We could all learn a lot by watching the process in animals when they deal with stress. If we are conscious and aware, we’ll see it unfold.
While I never like to see my cats sick, today I got to see the stress response in cats. Fortunately, he is doing better, but this is the story that I observed.
Today we had to take our cat to the vet. He’s a beautiful orange cat that has an endless supply of love. Lately, he had been struggling with his ear, and until the past couple of days, we were not sure what was going on with him. It was so subtle.
He was growing lethargic, wanting to hide which is unlike him, beginning to sneeze a lot, shaking his head a lot and was just restless. We could tell he was not himself.
So we took him to the vet, and it was found he had an inner ear infection. The vet helped clean the ear out and gave him some medicine, and we headed back home.
Stress Response In Cats – Started In The Cat Carrier
As we put Corey into the cat carrier to go to the vet, he started to meow. He did not like being manhandled even if it was for the best. The visit to the vet went pretty quick and smooth. On the way home, he was panting harder and harder and meowing. When we got inside the house, we let him out of his cat carrier.
He was agitated and relieved to be back home but not at all happy with the situation. I think he was a little dazed and confused as to what happened, but either way it was very traumatic for him.
Topanga, Corey’s sister from birth that we adopted along with him, saw that Corey was freaking out. These two are not used to be separated from each other and the hour apart added to the trauma. When Topanga saw Corey freaking out, you could see her demeanor change in her body.
Stress Response In Cats – Corey’s Sister On High Alert
She was high on alert as if there was a threat around but you could also tell that she was confused as she could not identify what was wrong. Her body was full on in survival mode waiting to do whatever she needed to do to escape the unknown threat or help Corey. I found I had to talk to her as much as Corey to help both of them calm down.
Corey’s panting continued for a little bit, and then it started to subside. He was still breathing rapidly but starting to go to the parasympathetic response where he could lie down on the floor and rest a little. As he did this, the breathing began to slow down. It took some time, but you could see the breathing continue to decrease and his body beginning to go into a more restful moment.
Topanga still wasn’t sure what was going on, but she was hanging close to us and keeping an eye out. She still thought there was some threat in the house while there was not anything present.

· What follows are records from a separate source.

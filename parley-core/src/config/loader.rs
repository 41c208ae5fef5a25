//! Configuration loading and management

use super::schema::Config;
use serde_json::{Map, Value};
use std::path::{Path, PathBuf};
use tracing::debug;

const CONFIG_FILE: &str = "config.json";
const PATH_OVERRIDE_PREFIX: &str = "PARLEY__";

/// Configuration loader
pub struct ConfigLoader {
    config_dir: PathBuf,
}

impl ConfigLoader {
    /// Create a new config loader with the default config directory
    pub fn new() -> Self {
        let config_dir = dirs::home_dir()
            .map(|h| h.join(".parley"))
            .unwrap_or_else(|| PathBuf::from(".parley"));

        Self { config_dir }
    }

    /// Create a new config loader with a custom config directory
    pub fn with_dir<P: AsRef<Path>>(dir: P) -> Self {
        Self {
            config_dir: dir.as_ref().to_path_buf(),
        }
    }

    /// Load configuration from file and environment.
    ///
    /// Precedence, lowest first: defaults, `config.json`, alias variables
    /// such as `ANTHROPIC_API_KEY`, then `PARLEY__SECTION__KEY` overrides.
    /// Values are not validated here; callers layer command-line flags on
    /// top and then run `validate_config`.
    pub fn load(&self) -> crate::Result<Config> {
        let config_path = self.config_path();
        let mut merged = serde_json::to_value(Config::default())?;

        if config_path.exists() {
            debug!(path = %config_path.display(), "Reading config file");
            let content = std::fs::read_to_string(&config_path)?;
            let file_value: Value = serde_json::from_str(&content).map_err(|e| {
                crate::Error::Config(format!("{}: {}", config_path.display(), e))
            })?;
            merge_values(&mut merged, file_value);
        }

        apply_alias_overrides(&mut merged);
        apply_path_overrides(&mut merged);

        let config: Config = serde_json::from_value(merged)
            .map_err(|e| crate::Error::Config(e.to_string()))?;
        Ok(config)
    }

    /// Save configuration to file
    pub fn save(&self, config: &Config) -> crate::Result<()> {
        std::fs::create_dir_all(&self.config_dir)?;
        let content = serde_json::to_string_pretty(config)?;
        std::fs::write(self.config_path(), content)?;
        Ok(())
    }

    /// Get the config directory path
    pub fn config_dir(&self) -> &Path {
        &self.config_dir
    }

    /// Get the config file path
    pub fn config_path(&self) -> PathBuf {
        self.config_dir.join(CONFIG_FILE)
    }
}

impl Default for ConfigLoader {
    fn default() -> Self {
        Self::new()
    }
}

/// Load a `.env` file from the working directory (or a parent) into the
/// process environment. A missing file is not an error.
pub fn load_dotenv() -> Option<PathBuf> {
    dotenv::dotenv().ok()
}

fn merge_values(base: &mut Value, overlay: Value) {
    match (base, overlay) {
        (Value::Object(base_map), Value::Object(overlay_map)) => {
            for (key, value) in overlay_map {
                if let Some(existing) = base_map.get_mut(&key) {
                    merge_values(existing, value);
                } else {
                    base_map.insert(key, value);
                }
            }
        }
        (base_value, overlay_value) => {
            *base_value = overlay_value;
        }
    }
}

fn parse_env_value(raw: &str) -> Value {
    if let Ok(v) = serde_json::from_str::<Value>(raw) {
        return v;
    }
    if raw.eq_ignore_ascii_case("true") {
        return Value::Bool(true);
    }
    if raw.eq_ignore_ascii_case("false") {
        return Value::Bool(false);
    }
    Value::String(raw.to_string())
}

fn set_path_value(root: &mut Value, path: &[String], value: Value) {
    let Some((last, parents)) = path.split_last() else {
        *root = value;
        return;
    };

    let mut current = root;
    for segment in parents {
        if !current.is_object() {
            *current = Value::Object(Map::new());
        }
        let Some(map) = current.as_object_mut() else {
            return;
        };
        current = map
            .entry(segment.clone())
            .or_insert_with(|| Value::Object(Map::new()));
    }

    if !current.is_object() {
        *current = Value::Object(Map::new());
    }
    if let Some(map) = current.as_object_mut() {
        map.insert(last.clone(), value);
    }
}

fn apply_alias_overrides(config: &mut Value) {
    let aliases = [
        ("ANTHROPIC_API_KEY", "provider.api_key"),
        ("ANTHROPIC_BASE_URL", "provider.api_base"),
        ("PARLEY_MODEL", "chat.model"),
    ];

    for (env_key, target_path) in aliases {
        if let Ok(value) = std::env::var(env_key) {
            if value.trim().is_empty() {
                continue;
            }
            let path: Vec<String> = target_path.split('.').map(ToString::to_string).collect();
            set_path_value(config, &path, Value::String(value));
        }
    }
}

fn apply_path_overrides(config: &mut Value) {
    for (key, value) in std::env::vars() {
        let Some(suffix) = key.strip_prefix(PATH_OVERRIDE_PREFIX) else {
            continue;
        };
        let segments: Vec<String> = suffix
            .split("__")
            .filter(|s| !s.is_empty())
            .map(|s| s.to_ascii_lowercase())
            .collect();
        if segments.is_empty() {
            continue;
        }
        // String settings keep the raw text, so `PARLEY__CHAT__MODEL=2` stays "2"
        let parsed = match get_path_value(config, &segments) {
            Some(Value::String(_)) => Value::String(value),
            _ => parse_env_value(&value),
        };
        set_path_value(config, &segments, parsed);
    }
}

fn get_path_value<'a>(root: &'a Value, path: &[String]) -> Option<&'a Value> {
    path.iter()
        .try_fold(root, |current, segment| current.get(segment.as_str()))
}

#[cfg(test)]
mod tests {
    use super::*;
    use crate::config::ServiceErrorPolicy;
    use once_cell::sync::Lazy;
    use std::sync::{Mutex, MutexGuard};
    use tempfile::TempDir;

    static ENV_LOCK: Lazy<Mutex<()>> = Lazy::new(|| Mutex::new(()));

    struct EnvVarGuard {
        key: String,
        original: Option<String>,
    }

    impl EnvVarGuard {
        fn set(key: &str, value: &str) -> Self {
            let original = std::env::var(key).ok();
            // SAFETY: tests serialize env mutations with ENV_LOCK.
            unsafe { std::env::set_var(key, value) };
            Self {
                key: key.to_string(),
                original,
            }
        }

        fn unset(key: &str) -> Self {
            let original = std::env::var(key).ok();
            // SAFETY: tests serialize env mutations with ENV_LOCK.
            unsafe { std::env::remove_var(key) };
            Self {
                key: key.to_string(),
                original,
            }
        }
    }

    impl Drop for EnvVarGuard {
        fn drop(&mut self) {
            if let Some(value) = &self.original {
                // SAFETY: tests serialize env mutations with ENV_LOCK.
                unsafe { std::env::set_var(&self.key, value) };
            } else {
                // SAFETY: tests serialize env mutations with ENV_LOCK.
                unsafe { std::env::remove_var(&self.key) };
            }
        }
    }

    fn lock_env() -> MutexGuard<'static, ()> {
        ENV_LOCK
            .lock()
            .unwrap_or_else(|poisoned| poisoned.into_inner())
    }

    fn clean_env() -> Vec<EnvVarGuard> {
        vec![
            EnvVarGuard::unset("ANTHROPIC_API_KEY"),
            EnvVarGuard::unset("ANTHROPIC_BASE_URL"),
            EnvVarGuard::unset("PARLEY_MODEL"),
        ]
    }

    #[test]
    fn test_load_default_config() {
        let _lock = lock_env();
        let _clean = clean_env();
        let temp_dir = TempDir::new().unwrap();
        let loader = ConfigLoader::with_dir(temp_dir.path());
        let config = loader.load().unwrap();

        assert_eq!(config.chat.model, "claude-3-opus-20240229");
        assert_eq!(config.chat.max_tokens, 1024);
        assert!(config.provider.api_key.is_empty());
    }

    #[test]
    fn test_save_and_load_config() {
        let _lock = lock_env();
        let _clean = clean_env();
        let temp_dir = TempDir::new().unwrap();
        let loader = ConfigLoader::with_dir(temp_dir.path());

        let mut config = Config::default();
        config.chat.model = "test-model".to_string();
        config.chat.on_service_error = ServiceErrorPolicy::Rollback;

        loader.save(&config).unwrap();
        let loaded = loader.load().unwrap();

        assert_eq!(loaded.chat.model, "test-model");
        assert_eq!(loaded.chat.on_service_error, ServiceErrorPolicy::Rollback);
    }

    #[test]
    fn test_load_applies_alias_env_overrides() {
        let _lock = lock_env();
        let _clean = clean_env();
        let _key_guard = EnvVarGuard::set("ANTHROPIC_API_KEY", "sk-ant-from-env");
        let _model_guard = EnvVarGuard::set("PARLEY_MODEL", "claude-3-haiku-20240307");

        let temp_dir = TempDir::new().unwrap();
        let loader = ConfigLoader::with_dir(temp_dir.path());
        let config = loader.load().unwrap();

        assert_eq!(config.provider.api_key, "sk-ant-from-env");
        assert_eq!(config.chat.model, "claude-3-haiku-20240307");
    }

    #[test]
    fn test_load_applies_path_env_overrides() {
        let _lock = lock_env();
        let _clean = clean_env();
        let _tokens_guard = EnvVarGuard::set("PARLEY__CHAT__MAX_TOKENS", "2048");
        let _console_guard = EnvVarGuard::set("PARLEY__LOGGING__CONSOLE", "true");
        let _prompt_guard = EnvVarGuard::set("PARLEY__CHAT__SYSTEM_PROMPT", "Be terse.");

        let temp_dir = TempDir::new().unwrap();
        let loader = ConfigLoader::with_dir(temp_dir.path());
        let config = loader.load().unwrap();

        assert_eq!(config.chat.max_tokens, 2048);
        assert!(config.logging.console);
        assert_eq!(config.chat.system_prompt, "Be terse.");
    }

    #[test]
    fn test_path_env_overrides_alias_and_file() {
        let _lock = lock_env();
        let _clean = clean_env();
        let _alias_guard = EnvVarGuard::set("ANTHROPIC_API_KEY", "sk-ant-alias");
        let _path_guard = EnvVarGuard::set("PARLEY__PROVIDER__API_KEY", "sk-ant-path");

        let temp_dir = TempDir::new().unwrap();
        let loader = ConfigLoader::with_dir(temp_dir.path());
        std::fs::write(
            loader.config_path(),
            r#"{"provider":{"api_key":"sk-ant-file"}}"#,
        )
        .unwrap();

        let config = loader.load().unwrap();
        assert_eq!(config.provider.api_key, "sk-ant-path");
    }

    #[test]
    fn test_file_values_survive_without_env() {
        let _lock = lock_env();
        let _clean = clean_env();
        let temp_dir = TempDir::new().unwrap();
        let loader = ConfigLoader::with_dir(temp_dir.path());
        std::fs::write(
            loader.config_path(),
            r#"{"provider":{"api_key":"sk-ant-file"},"chat":{"storage_dir":"/tmp/p"}}"#,
        )
        .unwrap();

        let config = loader.load().unwrap();
        assert_eq!(config.provider.api_key, "sk-ant-file");
        assert_eq!(config.chat.storage_dir, "/tmp/p");
        assert_eq!(config.chat.max_tokens, 1024);
    }

    #[test]
    fn test_load_leaves_validation_to_caller() {
        let _lock = lock_env();
        let _clean = clean_env();
        let _guard = EnvVarGuard::set("PARLEY__CHAT__MAX_TOKENS", "0");

        let temp_dir = TempDir::new().unwrap();
        let loader = ConfigLoader::with_dir(temp_dir.path());
        let mut config = loader.load().unwrap();
        assert_eq!(config.chat.max_tokens, 0);

        let err = crate::config::validate_config(&config).unwrap_err();
        assert!(err.to_string().contains("max_tokens"));

        config.chat.max_tokens = 100;
        assert!(crate::config::validate_config(&config).is_ok());
    }

    #[test]
    fn test_numeric_env_value_for_string_setting_stays_text() {
        let _lock = lock_env();
        let _clean = clean_env();
        let _model_guard = EnvVarGuard::set("PARLEY__CHAT__MODEL", "2");
        let _prompt_guard = EnvVarGuard::set("PARLEY__CHAT__SYSTEM_PROMPT", "42");
        let _key_guard = EnvVarGuard::set("PARLEY__PROVIDER__API_KEY", "true");
        let _tokens_guard = EnvVarGuard::set("PARLEY__CHAT__MAX_TOKENS", "512");

        let temp_dir = TempDir::new().unwrap();
        let loader = ConfigLoader::with_dir(temp_dir.path());
        let config = loader.load().unwrap();

        assert_eq!(config.chat.model, "2");
        assert_eq!(config.chat.system_prompt, "42");
        assert_eq!(config.provider.api_key, "true");
        assert_eq!(config.chat.max_tokens, 512);
    }

    #[test]
    fn test_invalid_config_file_reports_path() {
        let _lock = lock_env();
        let _clean = clean_env();
        let temp_dir = TempDir::new().unwrap();
        let loader = ConfigLoader::with_dir(temp_dir.path());
        std::fs::write(loader.config_path(), "{ broken").unwrap();

        let err = loader.load().unwrap_err();
        assert!(matches!(err, crate::Error::Config(_)));
        assert!(err.to_string().contains("config.json"));
    }

    #[test]
    fn test_set_path_value_creates_objects() {
        let mut root = serde_json::json!({"chat": 1});
        set_path_value(
            &mut root,
            &["chat".to_string(), "model".to_string()],
            Value::String("m".to_string()),
        );
        assert_eq!(root, serde_json::json!({"chat": {"model": "m"}}));
    }
}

Stress Response In Cats – Dissipating The Trauma
This scenario shows what happens in trauma. We (or in this case, my cats) are on full alert when a threat is present or perceived to be present. If we allow it to dissipate like the cats were doing, the energy of the moment can move through us. It may be that some of the residual energy will remain, but not to the same degree it would if this process had not unfolded.

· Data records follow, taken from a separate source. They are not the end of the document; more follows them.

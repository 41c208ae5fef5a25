//! Interactive first-run setup

use anyhow::Result;
use console::style;
use dialoguer::{Confirm, Input, Password};
use parley_core::config::{Config, ConfigLoader};
use parley_core::utils::expand_tilde;
use tracing::{info, warn};

/// Run the onboard wizard
pub fn run_onboard(loader: &ConfigLoader) -> Result<()> {
    println!("{}", style("Welcome to parley!").bold().cyan());
    println!("Let's set up your configuration.\n");

    let config_path = loader.config_path();
    let mut config = if config_path.exists() {
        let overwrite = Confirm::new()
            .with_prompt("Configuration already exists. Update it?")
            .default(false)
            .interact()?;
        if !overwrite {
            println!("Onboard cancelled.");
            return Ok(());
        }
        loader.load().unwrap_or_else(|e| {
            warn!(error = %e, "Existing configuration is invalid, starting from defaults");
            Config::default()
        })
    } else {
        Config::default()
    };

    let api_key = Password::new()
        .with_prompt("Enter your Anthropic API key (leave empty to use ANTHROPIC_API_KEY)")
        .allow_empty_password(true)
        .interact()?;
    if !api_key.trim().is_empty() {
        config.provider.api_key = api_key.trim().to_string();
    }

    config.chat.model = Input::new()
        .with_prompt("Model")
        .default(config.chat.model.clone())
        .interact_text()?;

    config.chat.max_tokens = Input::new()
        .with_prompt("Maximum reply length (tokens)")
        .default(config.chat.max_tokens)
        .validate_with(|value: &u32| {
            if *value > 0 {
                Ok(())
            } else {
                Err("must be greater than zero")
            }
        })
        .interact_text()?;

    config.chat.storage_dir = Input::new()
        .with_prompt("Directory for saved conversations")
        .default(config.chat.storage_dir.clone())
        .interact_text()?;

    loader.save(&config)?;
    std::fs::create_dir_all(config.storage_dir())?;
    info!(path = %config_path.display(), "Configuration written");

    println!(
        "\n{}",
        style("Configuration saved successfully!").green().bold()
    );
    println!("Config location: {}", config_path.display());
    println!(
        "Conversations:   {}",
        expand_tilde(&config.chat.storage_dir).display()
    );
    println!("\nYou can now run:");
    println!("  {} - Start chatting", style("parley").cyan());
    Ok(())
}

With our cats, I run and play with them to get their body engaged and activated. It helps relieve stress for them and dissipate what happened. Fortunately, animals don’t let their belief systems get in the way of as stress like humans do.
Stress Response In Cats – Learning From Animals
We could all learn a lot by watching the process in animals when they deal with stress. If we are conscious and aware, we’ll see it unfold. This is how the human body is supposed to work but when we’ve gone through situations and experiences or toxic stress, we interrupt this process which leads to all kinds of mental and physical and emotional health issues.
The more we can connect with our body and what we experience internally, the more we can release the energy from stress and trauma.
In case you’re wondering, our precious orange cat is doing much better. He’s back to himself and playing and loving as much as he possibly can every second of the day.